**DESCRIPTION OF THE TASK**
What you return should be the lines from the first line of the records below through the line holding "use std::pin::Pin;", unchanged.

**PROVIDED ENTRIES**
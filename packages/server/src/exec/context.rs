//! Execution contexts: submit units of work with optional cancellation and
//! timeout, and observe their outcome through a uniform handle.

use std::future::Future;
use std::pin::Pin;
use std::time::Duration;

use tokio::runtime::Handle;
use tokio::sync::{mpsc, oneshot};
use tokio::task::JoinHandle;

use super::stop::{StopSource, StopToken};
use super::timer::Timer;

/// Context-level failure of a submitted unit of work. Carries no value from
/// the work itself; the work either never ran or did not run to completion.
#[derive(Debug, Clone, Copy, PartialEq, Eq, thiserror::Error)]
pub enum ExecError {
    /// The executor was shut down before the work completed.
    #[error("executor shut down before the work completed")]
    Shutdown,
    /// The work panicked; the panic was contained at the context boundary.
    #[error("the submitted work panicked")]
    Panicked,
}

enum Inner<T> {
    Task(JoinHandle<T>),
    Serial(oneshot::Receiver<T>),
}

/// Handle to a submitted unit of work: resolves to the work's value or to a
/// context failure. Failures surface as values, never as panics.
pub struct Outcome<T> {
    inner: Inner<T>,
}

impl<T> Outcome<T> {
    /// Waits for the work to resolve.
    ///
    /// # Errors
    ///
    /// Returns [`ExecError`] when the executor was torn down before the work
    /// completed or the work panicked.
    pub async fn wait(self) -> Result<T, ExecError> {
        match self.inner {
            Inner::Task(handle) => handle.await.map_err(|e| {
                if e.is_panic() {
                    ExecError::Panicked
                } else {
                    ExecError::Shutdown
                }
            }),
            Inner::Serial(rx) => rx.await.map_err(|_| ExecError::Shutdown),
        }
    }
}

/// An [`Outcome`] that additionally exposes the stop source used for the
/// submission, letting the caller request early cancellation after the fact.
pub struct StoppableOutcome<T> {
    outcome: Outcome<T>,
    stop: StopSource,
}

impl<T> StoppableOutcome<T> {
    /// Requests cooperative cancellation of the submitted work.
    pub fn request_stop(&self) -> bool {
        self.stop.request_stop()
    }

    /// The stop source driving this submission.
    #[must_use]
    pub fn stop_source(&self) -> &StopSource {
        &self.stop
    }

    /// Waits for the work to resolve. A stopped action still resolves with
    /// whatever value it returned at its cancellation checkpoint.
    ///
    /// # Errors
    ///
    /// Returns [`ExecError`] when the executor was torn down before the work
    /// completed or the work panicked.
    pub async fn wait(self) -> Result<T, ExecError> {
        self.outcome.wait().await
    }
}

/// Binds work submission to a runtime.
///
/// Each submission creates at most one [`Timer`] and one [`StopSource`];
/// both are resolved when the outcome is produced (completion cancels a
/// still-armed timeout timer).
#[derive(Debug, Clone)]
pub struct ExecutionContext {
    handle: Handle,
}

impl ExecutionContext {
    /// Creates a context bound to the given runtime handle.
    #[must_use]
    pub fn new(handle: Handle) -> Self {
        Self { handle }
    }

    /// Creates a context bound to the ambient runtime.
    ///
    /// # Panics
    ///
    /// Panics outside a tokio runtime, like [`Handle::current`].
    #[must_use]
    pub fn current() -> Self {
        Self::new(Handle::current())
    }

    /// Submits a plain action.
    pub fn run<F, Fut, T>(&self, action: F) -> Outcome<T>
    where
        F: FnOnce() -> Fut + Send + 'static,
        Fut: Future<Output = T> + Send + 'static,
        T: Send + 'static,
    {
        Outcome {
            inner: Inner::Task(self.handle.spawn(async move { action().await })),
        }
    }

    /// Submits a plain action with a timeout timer armed alongside it.
    ///
    /// The action has no stop token to observe, so the expired timer cannot
    /// abort work that is already running; it only resolves the timeout
    /// infrastructure. Use [`run_stoppable`](Self::run_stoppable) when the
    /// work can cooperate.
    pub fn run_with_timeout<F, Fut, T>(&self, timeout: Duration, action: F) -> Outcome<T>
    where
        F: FnOnce() -> Fut + Send + 'static,
        Fut: Future<Output = T> + Send + 'static,
        T: Send + 'static,
    {
        let handle = self.handle.clone();
        Outcome {
            inner: Inner::Task(self.handle.spawn(async move {
                // The stop source has no observer here; expiry resolves the
                // timer but cannot reach into the running action.
                let timer_source = StopSource::new();
                let mut timer = Timer::new();
                timer.arm(&handle, timeout, move |was_cancelled| {
                    if !was_cancelled {
                        timer_source.request_stop();
                    }
                });

                let value = action().await;
                timer.cancel();
                value
            })),
        }
    }

    /// Submits a cancellation-aware action. The action receives a
    /// [`StopToken`] and is expected to observe it at its own cooperative
    /// checkpoints; the framework never preempts it. If `timeout` is given,
    /// a timer requests stop on expiry.
    pub fn run_stoppable<F, Fut, T>(
        &self,
        timeout: Option<Duration>,
        action: F,
    ) -> StoppableOutcome<T>
    where
        F: FnOnce(StopToken) -> Fut + Send + 'static,
        Fut: Future<Output = T> + Send + 'static,
        T: Send + 'static,
    {
        let source = StopSource::new();
        let token = source.token();
        let timer_source = source.clone();
        let handle = self.handle.clone();

        let task = self.handle.spawn(async move {
            let mut timer = Timer::new();
            if let Some(after) = timeout {
                timer.arm(&handle, after, move |was_cancelled| {
                    if !was_cancelled {
                        timer_source.request_stop();
                    }
                });
            }

            let value = action(token).await;
            timer.cancel();
            value
        });

        StoppableOutcome {
            outcome: Outcome {
                inner: Inner::Task(task),
            },
            stop: source,
        }
    }

    /// Creates a serialized lane on this context: submissions to the strand
    /// run strictly in submission order and never overlap.
    #[must_use]
    pub fn strand(&self) -> Strand {
        Strand::new(&self.handle)
    }
}

type SerialJob = Pin<Box<dyn Future<Output = ()> + Send>>;

/// A serialized lane: a FIFO driver task awaits each submitted job to
/// completion before starting the next one. Across different strands there
/// is no ordering guarantee.
#[derive(Clone)]
pub struct Strand {
    jobs: mpsc::UnboundedSender<SerialJob>,
}

impl Strand {
    fn new(handle: &Handle) -> Self {
        let (jobs, mut rx) = mpsc::unbounded_channel::<SerialJob>();
        handle.spawn(async move {
            while let Some(job) = rx.recv().await {
                job.await;
            }
        });
        Self { jobs }
    }

    /// Submits an action to the lane.
    pub fn run<F, Fut, T>(&self, action: F) -> Outcome<T>
    where
        F: FnOnce() -> Fut + Send + 'static,
        Fut: Future<Output = T> + Send + 'static,
        T: Send + 'static,
    {
        let (tx, rx) = oneshot::channel();
        let job: SerialJob = Box::pin(async move {
            let value = action().await;
            // Receiver may have been dropped; the work still ran.
            let _ = tx.send(value);
        });
        // If the driver is gone the receiver resolves to Shutdown.
        let _ = self.jobs.send(job);
        Outcome {
            inner: Inner::Serial(rx),
        }
    }
}
//! Wire-level statuses and warnings returned to clients.
//!
//! Numeric codes and token strings are part of the client-facing contract and
//! must stay stable across releases.

use std::fmt;

use serde_json::{json, Value};

/// Error codes reportable to clients.
#[derive(Debug, Clone, Copy, PartialEq, Eq, Hash)]
pub enum ErrorCode {
    /// The server (or its backend) is saturated and cannot take the request.
    TooBusy,
    /// The server is not yet ready to serve requests.
    NotReady,
    /// The requested account does not exist in the queried ledger.
    AccountNotFound,
    /// The requested ledger could not be found.
    LedgerNotFound,
    /// Request parameters failed validation.
    InvalidParams,
    /// The method name is not known to this server.
    UnknownCommand,
    /// The supplied pagination marker is malformed or stale.
    BadMarker,
    /// The request should have been forwarded upstream but forwarding failed.
    FailedToForward,
    /// Unexpected server-side failure.
    Internal,
}

impl ErrorCode {
    /// Stable numeric code for the wire format.
    #[must_use]
    pub fn code(self) -> u32 {
        match self {
            Self::TooBusy => 9,
            Self::NotReady => 13,
            Self::AccountNotFound => 19,
            Self::LedgerNotFound => 21,
            Self::InvalidParams => 31,
            Self::UnknownCommand => 32,
            Self::BadMarker => 41,
            Self::FailedToForward => 90,
            Self::Internal => 73,
        }
    }

    /// Stable token string for the wire format.
    #[must_use]
    pub fn token(self) -> &'static str {
        match self {
            Self::TooBusy => "tooBusy",
            Self::NotReady => "notReady",
            Self::AccountNotFound => "actNotFound",
            Self::LedgerNotFound => "lgrNotFound",
            Self::InvalidParams => "invalidParams",
            Self::UnknownCommand => "unknownCmd",
            Self::BadMarker => "badMarker",
            Self::FailedToForward => "failedToForward",
            Self::Internal => "internal",
        }
    }

    /// Default human-readable message used when a status carries no detail.
    #[must_use]
    pub fn default_message(self) -> &'static str {
        match self {
            Self::TooBusy => "The server is too busy to help you now.",
            Self::NotReady => "Not ready to handle this request.",
            Self::AccountNotFound => "Account not found.",
            Self::LedgerNotFound => "Ledger not found.",
            Self::InvalidParams => "Invalid parameters.",
            Self::UnknownCommand => "Unknown method.",
            Self::BadMarker => "Unacceptable marker.",
            Self::FailedToForward => "Failed to forward request to the upstream node.",
            Self::Internal => "Internal error.",
        }
    }
}

/// An error status returned to the client: a code plus optional detail.
#[derive(Debug, Clone, PartialEq, Eq)]
pub struct Status {
    pub code: ErrorCode,
    pub message: Option<String>,
}

impl Status {
    /// Creates a status carrying the code's default message.
    #[must_use]
    pub fn new(code: ErrorCode) -> Self {
        Self { code, message: None }
    }

    /// Creates a status with a specific human-readable message.
    #[must_use]
    pub fn with_message(code: ErrorCode, message: impl Into<String>) -> Self {
        Self {
            code,
            message: Some(message.into()),
        }
    }

    /// The message reported to the client.
    #[must_use]
    pub fn message(&self) -> &str {
        self.message
            .as_deref()
            .unwrap_or_else(|| self.code.default_message())
    }

    /// Renders the status as the wire-format JSON object.
    #[must_use]
    pub fn to_json(&self) -> Value {
        json!({
            "error": self.code.token(),
            "error_code": self.code.code(),
            "error_message": self.message(),
        })
    }
}

impl fmt::Display for Status {
    fn fmt(&self, f: &mut fmt::Formatter<'_>) -> fmt::Result {
        write!(f, "{}: {}", self.code.token(), self.message())
    }
}

impl From<ErrorCode> for Status {
    fn from(code: ErrorCode) -> Self {
        Self::new(code)
    }
}

/// Warning identifiers attached to otherwise successful responses.
#[derive(Debug, Clone, Copy, PartialEq, Eq)]
pub enum WarningCode {
    /// Response was served by a read-only ledger-data server.
    ReadOnlyServer,
    /// The requested API version is outdated.
    OutdatedApiVersion,
    /// The client is approaching its rate limit.
    RateLimit,
}

impl WarningCode {
    /// Stable numeric identifier for the wire format.
    #[must_use]
    pub fn id(self) -> u32 {
        match self {
            Self::ReadOnlyServer => 2001,
            Self::OutdatedApiVersion => 2002,
            Self::RateLimit => 2003,
        }
    }
}

/// A single warning entry carried alongside a response.
#[derive(Debug, Clone, PartialEq, Eq)]
pub struct Warning {
    pub code: WarningCode,
    pub message: String,
}

impl Warning {
    #[must_use]
    pub fn new(code: WarningCode, message: impl Into<String>) -> Self {
        Self {
            code,
            message: message.into(),
        }
    }

    /// Renders the warning as the wire-format JSON object.
    #[must_use]
    pub fn to_json(&self) -> Value {
        json!({
            "id": self.code.id(),
            "message": self.message,
        })
    }
}

#[cfg(test)]
mod tests {
    use super::*;

    #[test]
    fn status_defaults_to_the_code_message() {
        let status = Status::new(ErrorCode::TooBusy);
        assert_eq!(status.message(), "The server is too busy to help you now.");
    }

    #[test]
    fn status_detail_overrides_the_default_message() {
        let status = Status::with_message(ErrorCode::InvalidParams, "missing field 'account'");
        assert_eq!(status.message(), "missing field 'account'");
    }

    #[test]
    fn status_json_carries_token_code_and_message() {
        let status = Status::with_message(ErrorCode::AccountNotFound, "no such account");
        let json = status.to_json();
        assert_eq!(json["error"], "actNotFound");
        assert_eq!(json["error_code"], 19);
        assert_eq!(json["error_message"], "no such account");
    }

    #[test]
    fn error_codes_are_distinct() {
        let all = [
            ErrorCode::TooBusy,
            ErrorCode::NotReady,
            ErrorCode::AccountNotFound,
            ErrorCode::LedgerNotFound,
            ErrorCode::InvalidParams,
            ErrorCode::UnknownCommand,
            ErrorCode::BadMarker,
            ErrorCode::FailedToForward,
            ErrorCode::Internal,
        ];
        let codes: std::collections::HashSet<u32> = all.iter().map(|c| c.code()).collect();
        let tokens: std::collections::HashSet<&str> = all.iter().map(|c| c.token()).collect();
        assert_eq!(codes.len(), all.len());
        assert_eq!(tokens.len(), all.len());
    }

    #[test]
    fn warning_json_carries_id_and_message() {
        let warning = Warning::new(WarningCode::ReadOnlyServer, "served from history");
        let json = warning.to_json();
        assert_eq!(json["id"], 2001);
        assert_eq!(json["message"], "served from history");
    }
}
//! Address-based policy boundaries: admin verification and the DoS-guard
//! whitelist probe.

use std::collections::HashSet;

/// Decides whether a client address gets admin privileges for a call.
///
/// Selected at construction time so deployments can swap the policy without
/// touching dispatch: an address allowlist for private setups, a hard "no"
/// for public ones, or something transport-specific implemented outside this
/// crate.
pub trait AdminVerifier: Send + Sync {
    fn is_admin(&self, client_ip: &str) -> bool;
}

/// Grants admin to an explicit set of source addresses.
pub struct IpAdminVerifier {
    allowed: HashSet<String>,
}

impl IpAdminVerifier {
    #[must_use]
    pub fn new(allowed: impl IntoIterator<Item = String>) -> Self {
        Self {
            allowed: allowed.into_iter().collect(),
        }
    }

    /// The conventional private-deployment policy: loopback is admin.
    #[must_use]
    pub fn localhost() -> Self {
        Self::new(["127.0.0.1".to_string(), "::1".to_string()])
    }
}

impl AdminVerifier for IpAdminVerifier {
    fn is_admin(&self, client_ip: &str) -> bool {
        self.allowed.contains(client_ip)
    }
}

/// Denies admin unconditionally.
pub struct NeverAdminVerifier;

impl AdminVerifier for NeverAdminVerifier {
    fn is_admin(&self, _client_ip: &str) -> bool {
        false
    }
}

/// Admission-control probe consumed by the engine when posting work: a
/// whitelisted address is exempt from queue-depth limits.
pub trait DosGuard: Send + Sync {
    fn is_whitelisted(&self, client_ip: &str) -> bool;
}

#[cfg(test)]
mod tests {
    use super::*;

    #[test]
    fn ip_verifier_matches_exact_addresses() {
        let verifier = IpAdminVerifier::new(["10.0.0.5".to_string()]);
        assert!(verifier.is_admin("10.0.0.5"));
        assert!(!verifier.is_admin("10.0.0.6"));
    }

    #[test]
    fn localhost_policy_covers_both_loopbacks() {
        let verifier = IpAdminVerifier::localhost();
        assert!(verifier.is_admin("127.0.0.1"));
        assert!(verifier.is_admin("::1"));
        assert!(!verifier.is_admin("192.168.0.1"));
    }

    #[test]
    fn never_verifier_always_denies() {
        assert!(!NeverAdminVerifier.is_admin("127.0.0.1"));
    }
}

**EXERCISE RESPONSE**
filename packages/server/src/exec/context.rs
//! Execution contexts: submit units of work with optional cancellation and
//! timeout, and observe their outcome through a uniform handle.

use std::future::Future;
use std::pin::Pin;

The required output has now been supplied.